→ Directions for this task
Count, please, the lines in the listing below that contain "nested", and reply with the count only.

→ Provided information
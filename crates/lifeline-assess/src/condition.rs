use std::fmt;

/// A threshold predicate over a single reading.
///
/// Conditions are plain data so rule tables can be declared as `static` arrays and rendered
/// back to text when explaining which rule fired.
#[derive(Debug, Clone, Copy, PartialEq)]
pub enum Condition {
    /// `value < limit`
    Below(f64),
    /// `value > limit`
    Above(f64),
    /// `value >= limit`
    AtLeast(f64),
    /// `value <= limit`
    AtMost(f64),
    /// Every inner condition holds.
    All(&'static [Condition]),
    /// At least one inner condition holds.
    Any(&'static [Condition]),
}

impl Condition {
    #[must_use]
    pub fn matches(&self, value: f64) -> bool {
        match *self {
            Self::Below(limit) => value < limit,
            Self::Above(limit) => value > limit,
            Self::AtLeast(limit) => value >= limit,
            Self::AtMost(limit) => value <= limit,
            Self::All(inner) => inner.iter().all(|c| c.matches(value)),
            Self::Any(inner) => inner.iter().any(|c| c.matches(value)),
        }
    }
}

impl fmt::Display for Condition {
    fn fmt(&self, f: &mut fmt::Formatter<'_>) -> fmt::Result {
        match self {
            Self::Below(limit) => write!(f, "< {limit}"),
            Self::Above(limit) => write!(f, "> {limit}"),
            Self::AtLeast(limit) => write!(f, ">= {limit}"),
            Self::AtMost(limit) => write!(f, "<= {limit}"),
            Self::All(inner) => write_joined(f, inner, " and "),
            Self::Any(inner) => write_joined(f, inner, " or "),
        }
    }
}

fn write_joined(f: &mut fmt::Formatter<'_>, inner: &[Condition], sep: &str) -> fmt::Result {
    for (i, c) in inner.iter().enumerate() {
        if i > 0 {
            f.write_str(sep)?;
        }
        match c {
            Condition::All(_) | Condition::Any(_) => write!(f, "({c})")?,
            _ => write!(f, "{c}")?,
        }
    }
    Ok(())
}

#[cfg(test)]
mod tests {
    use super::*;

    const LOW_BAND: Condition = Condition::All(&[Condition::AtLeast(18.0), Condition::Below(19.5)]);

    #[test]
    fn test_bounds_are_strict_where_named() {
        assert!(Condition::Below(18.0).matches(17.9));
        assert!(!Condition::Below(18.0).matches(18.0));
        assert!(Condition::AtLeast(18.0).matches(18.0));
        assert!(!Condition::Above(25.0).matches(25.0));
        assert!(Condition::AtMost(25.0).matches(25.0));
    }

    #[test]
    fn test_combinators() {
        assert!(LOW_BAND.matches(18.0));
        assert!(!LOW_BAND.matches(19.5));
        let either = Condition::Any(&[Condition::Below(18.0), Condition::Above(25.0)]);
        assert!(either.matches(10.0));
        assert!(either.matches(26.0));
        assert!(!either.matches(21.0));
    }

    #[test]
    fn test_display() {
        assert_eq!(LOW_BAND.to_string(), ">= 18 and < 19.5");
        let nested = Condition::Any(&[LOW_BAND, Condition::Above(25.0)]);
        assert_eq!(nested.to_string(), "(>= 18 and < 19.5) or > 25");
    }
}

→ Written response
2